偶然起こった自然現象ではないことは確か。当然今の現象に疑問を抱くが、それ以上に困惑したのはそこから人の影が見えるということ。
「あーあ、【強奪剣】まで壊されちゃって。ちょっと遊び過ぎなんじゃないの? ねえ、お姉ちゃん」
「……帰ったら怒られちゃうよ? 私も一緒にごめんなさいするから謝りに行こうね……」
容姿も声色も幼い少女と何の変わりもない。しかし、あいつと同様に黒いローブを纏っており目深くフードを被っているため仲間であることは間違いないか。
そして自ずと視線は彼女たちの腕に移った。
姉と呼ばれた大人しい少女の右手には黄色と黒、妹であろう少女の左手には緑と黒の巨爪が禍々しく光る。地面にまで届き得る爪は少女たちの身体には似合わない。

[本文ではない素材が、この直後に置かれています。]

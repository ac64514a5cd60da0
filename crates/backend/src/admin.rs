//! Admin-panel field rules of the record-management backend.
//!
//! Two behaviours of the backend's admin forms are mirrored here so they can be checked and
//! reused outside a browser:
//! - the device form hides the insertion-site field (`local_insercao`) for device types that
//!   have no insertion site, re-evaluated on page load and on every change of the type selector;
//! - the patient form swaps five plain text inputs for native date/time pickers on page load.

use crate::{BackendError, BackendResult};
use serde::{Deserialize, Serialize};
use std::fmt;
use std::str::FromStr;

/// Name of the insertion-site field in the device admin form.
pub const INSERTION_SITE_FIELD: &str = "local_insercao";

/// Message attached to the insertion-site field when it is filled for a type without one.
pub const INSERTION_SITE_NOT_ALLOWED: &str =
    "Este campo não deve ser preenchido para o tipo selecionado.";

/// Device type codes offered by the device admin form.
#[derive(Clone, Copy, Debug, PartialEq, Eq, Hash, Serialize, Deserialize)]
pub enum DeviceTypeCode {
    #[serde(rename = "CVC")]
    Cvc,
    #[serde(rename = "SNE")]
    Sne,
    #[serde(rename = "SOG")]
    Sog,
    #[serde(rename = "VM")]
    Vm,
    #[serde(rename = "Drenos")]
    Drenos,
    #[serde(rename = "SVD")]
    Svd,
    #[serde(rename = "Shilley")]
    Shilley,
    #[serde(rename = "TOT")]
    Tot,
    #[serde(rename = "TQT")]
    Tqt,
    #[serde(rename = "PAI")]
    Pai,
}

/// Device types whose form hides the insertion-site field.
pub const TYPES_WITHOUT_INSERTION_SITE: [DeviceTypeCode; 5] = [
    DeviceTypeCode::Sne,
    DeviceTypeCode::Sog,
    DeviceTypeCode::Tot,
    DeviceTypeCode::Tqt,
    DeviceTypeCode::Svd,
];

impl DeviceTypeCode {
    /// Every code, in the order the selector lists them.
    pub const ALL: [DeviceTypeCode; 10] = [
        DeviceTypeCode::Cvc,
        DeviceTypeCode::Sne,
        DeviceTypeCode::Sog,
        DeviceTypeCode::Vm,
        DeviceTypeCode::Drenos,
        DeviceTypeCode::Svd,
        DeviceTypeCode::Shilley,
        DeviceTypeCode::Tot,
        DeviceTypeCode::Tqt,
        DeviceTypeCode::Pai,
    ];

    /// Value stored by the backend.
    pub fn code(self) -> &'static str {
        match self {
            DeviceTypeCode::Cvc => "CVC",
            DeviceTypeCode::Sne => "SNE",
            DeviceTypeCode::Sog => "SOG",
            DeviceTypeCode::Vm => "VM",
            DeviceTypeCode::Drenos => "Drenos",
            DeviceTypeCode::Svd => "SVD",
            DeviceTypeCode::Shilley => "Shilley",
            DeviceTypeCode::Tot => "TOT",
            DeviceTypeCode::Tqt => "TQT",
            DeviceTypeCode::Pai => "PAI",
        }
    }

    /// Human-readable label shown in the selector.
    pub fn label(self) -> &'static str {
        match self {
            DeviceTypeCode::Cvc => "Cateter Venoso Central",
            DeviceTypeCode::Sne => "Sonda Nasoenteral",
            DeviceTypeCode::Sog => "Sonda Orogástrica",
            DeviceTypeCode::Vm => "Ventilação Mecânica",
            DeviceTypeCode::Drenos => "Drenos",
            DeviceTypeCode::Svd => "Sonda Vesical de Demora",
            DeviceTypeCode::Shilley => "Shilley",
            DeviceTypeCode::Tot => "Tubo Orotraqueal",
            DeviceTypeCode::Tqt => "Traqueostomia",
            DeviceTypeCode::Pai => "Pressão Arterial Invasiva",
        }
    }

    /// Whether a device of this type records an insertion site.
    pub fn has_insertion_site(self) -> bool {
        !TYPES_WITHOUT_INSERTION_SITE.contains(&self)
    }
}

impl fmt::Display for DeviceTypeCode {
    fn fmt(&self, f: &mut fmt::Formatter<'_>) -> fmt::Result {
        f.write_str(self.code())
    }
}

impl FromStr for DeviceTypeCode {
    type Err = BackendError;

    fn from_str(s: &str) -> Result<Self, Self::Err> {
        DeviceTypeCode::ALL
            .into_iter()
            .find(|c| c.code() == s)
            .ok_or_else(|| BackendError::InvalidInput(format!("unknown device type code '{s}'")))
    }
}

/// Visibility of the insertion-site field for a raw selector value.
///
/// The field is hidden only when the value is one of the blocklisted codes; an empty selection
/// or any other value keeps it visible.
pub fn insertion_site_visible(selected: &str) -> bool {
    match selected.parse::<DeviceTypeCode>() {
        Ok(code) => code.has_insertion_site(),
        Err(_) => true,
    }
}

/// Server-side check run when the device form is saved.
///
/// # Errors
///
/// Returns [`BackendError::InvalidInput`] carrying [`INSERTION_SITE_NOT_ALLOWED`] when an
/// insertion site is filled for a type that has none.
pub fn clean_device(device_type: DeviceTypeCode, insertion_site: Option<&str>) -> BackendResult<()> {
    let filled = insertion_site.is_some_and(|s| !s.trim().is_empty());
    if filled && !device_type.has_insertion_site() {
        return Err(BackendError::InvalidInput(INSERTION_SITE_NOT_ALLOWED.into()));
    }
    Ok(())
}

/// State of the device admin form's type selector and the field it controls.
#[derive(Clone, Debug, PartialEq, Eq)]
pub struct DeviceAdminForm {
    selected: String,
    insertion_site_visible: bool,
}

impl DeviceAdminForm {
    /// Evaluates the rule for the selector value present when the page loads.
    pub fn load(selected: impl Into<String>) -> Self {
        let selected = selected.into();
        let insertion_site_visible = insertion_site_visible(&selected);
        Self {
            selected,
            insertion_site_visible,
        }
    }

    /// Re-evaluates the rule after the selector changes. Returns the new visibility.
    pub fn change_type(&mut self, selected: impl Into<String>) -> bool {
        self.selected = selected.into();
        self.insertion_site_visible = insertion_site_visible(&self.selected);
        self.insertion_site_visible
    }

    pub fn selected(&self) -> &str {
        &self.selected
    }

    pub fn insertion_site_visible(&self) -> bool {
        self.insertion_site_visible
    }
}

/// Native input kind a text field is retyped to.
#[derive(Clone, Copy, Debug, PartialEq, Eq, Serialize, Deserialize)]
#[serde(rename_all = "lowercase")]
pub enum InputKind {
    Date,
    Time,
}

/// Patient admin form inputs retyped on page load.
pub const PATIENT_WIDGET_OVERRIDES: [(&str, InputKind); 5] = [
    ("id_data_nascimento", InputKind::Date),
    ("id_data_admissao_0", InputKind::Date),
    ("id_data_admissao_1", InputKind::Time),
    ("id_data_alta_0", InputKind::Date),
    ("id_data_alta_1", InputKind::Time),
];

/// Input kind for `field_id`, if the patient form retypes it.
pub fn coerced_input(field_id: &str) -> Option<InputKind> {
    PATIENT_WIDGET_OVERRIDES
        .iter()
        .find(|(id, _)| *id == field_id)
        .map(|(_, kind)| *kind)
}

/// Overrides applied on page load, restricted to the inputs actually present on the page.
pub fn widget_overrides_for<'a>(present: &[&'a str]) -> Vec<(&'a str, InputKind)> {
    present
        .iter()
        .filter_map(|id| coerced_input(id).map(|kind| (*id, kind)))
        .collect()
}

#[cfg(test)]
mod tests {
    use super::*;

    #[test]
    fn blocklisted_types_hide_insertion_site() {
        for code in ["SNE", "SOG", "TOT", "TQT", "SVD"] {
            assert!(!insertion_site_visible(code), "{code} should hide the field");
        }
    }

    #[test]
    fn other_types_and_empty_selection_show_insertion_site() {
        for code in ["CVC", "VM", "Drenos", "Shilley", "PAI", "", "unknown"] {
            assert!(insertion_site_visible(code), "{code} should show the field");
        }
    }

    #[test]
    fn form_re_evaluates_on_every_change() {
        let mut form = DeviceAdminForm::load("CVC");
        assert!(form.insertion_site_visible());

        assert!(!form.change_type("TOT"));
        assert_eq!(form.selected(), "TOT");
        assert!(!form.insertion_site_visible());

        assert!(form.change_type("PAI"));
        assert!(form.insertion_site_visible());
    }

    #[test]
    fn hidden_on_load_when_initial_type_is_blocklisted() {
        assert!(!DeviceAdminForm::load("SVD").insertion_site_visible());
    }

    #[test]
    fn clean_rejects_site_on_type_without_one() {
        let err = clean_device(DeviceTypeCode::Sne, Some("narina direita")).unwrap_err();
        match err {
            BackendError::InvalidInput(msg) => assert_eq!(msg, INSERTION_SITE_NOT_ALLOWED),
            other => panic!("expected InvalidInput, got {other:?}"),
        }
        assert!(clean_device(DeviceTypeCode::Sne, Some("  ")).is_ok());
        assert!(clean_device(DeviceTypeCode::Sne, None).is_ok());
        assert!(clean_device(DeviceTypeCode::Cvc, Some("subclávia direita")).is_ok());
    }

    #[test]
    fn codes_parse_and_display() {
        for code in DeviceTypeCode::ALL {
            assert_eq!(code.code().parse::<DeviceTypeCode>().unwrap(), code);
            assert!(!code.label().is_empty());
        }
        assert!("cvc".parse::<DeviceTypeCode>().is_err());
    }

    #[test]
    fn widget_coercion_covers_the_five_patient_inputs() {
        assert_eq!(coerced_input("id_data_nascimento"), Some(InputKind::Date));
        assert_eq!(coerced_input("id_data_admissao_0"), Some(InputKind::Date));
        assert_eq!(coerced_input("id_data_admissao_1"), Some(InputKind::Time));
        assert_eq!(coerced_input("id_data_alta_0"), Some(InputKind::Date));
        assert_eq!(coerced_input("id_data_alta_1"), Some(InputKind::Time));
        assert_eq!(coerced_input("id_nome"), None);
    }

    #[test]
    fn overrides_skip_missing_inputs() {
        let present = ["id_nome", "id_data_nascimento", "id_data_alta_1"];
        assert_eq!(
            widget_overrides_for(&present),
            vec![
                ("id_data_nascimento", InputKind::Date),
                ("id_data_alta_1", InputKind::Time),
            ]
        );
    }
}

「やあやあ、お兄さん。うちの後輩がお世話になったね」
巨爪を振りながら気さくに声をかけられた。
だが少女の言葉に反応せず半身の構えを取り、警戒を怠らない。しかし三対一の状況──黒ローブの男は戦力にならないから実質二対一か──になったのは厳しいな。
《多少は勝てる確率は低くなりましたがそれでも──》
大丈夫、負けるとは思っていない。俺が懸念しているのはこの後も続く実技演習分の体力を残せるかどうかって話。
そんなことを考えているのも知らず少女たちは気を落としたように口を開いた。
「あらら、無視ですかい。悲しいなぁ。まあいいや、どうせお兄さんには死んでもらうから」
「………ごめんなさい……邪魔者は排除する決まりなので……」
少女たちは殺気を放ちながら俺に迫る。
身軽さを生かした動き。そしてあの黒ローブより間違いなく強い。それが二人となると【神霊樹棍】でも勝てるかどうか。
しかし、少女たちの攻撃が届く前に二人の影が現れ、巨大な爪による攻撃を剣で受け止めた。その二人には俺も見覚えがある。
「ロザリオ! ギルファム先輩!」
「どうやらギリギリ間に合ったようだな」
「今度は私が助ける側になったな。これで借りは返したぞ」
少女たちは二人の剣に吹き飛ばされてるが地を滑りながら体勢を整える。
「……どうしよう……向こうの数が増えちゃったよ……」
「あー、めんどくさくなってきたなぁ。仕方ない、今回は見逃してあげる。でも次会った時は覚悟しておいてね」
そう言い残すと少女たちの後方が歪み、そこから何処へ繋がっているのか見通せない真っ暗な空間が出現した。
そのまま少女たちは闇の中へ入り、黒ローブもそれに続くと思ったが突然振り返り口を開いた。
「俺を負かしたのと純粋に勝負を楽しませてくれた礼に忠告しといてやる。お前たちの日常にも脅威はすぐ側に潜んでいる。せいぜい寝首をかかれないように気を付けるんだな」
それだけ言うと黒ローブの男は闇の中へと消えていく。そして歪んだ空間は何事もなかったように元に戻ってしまった。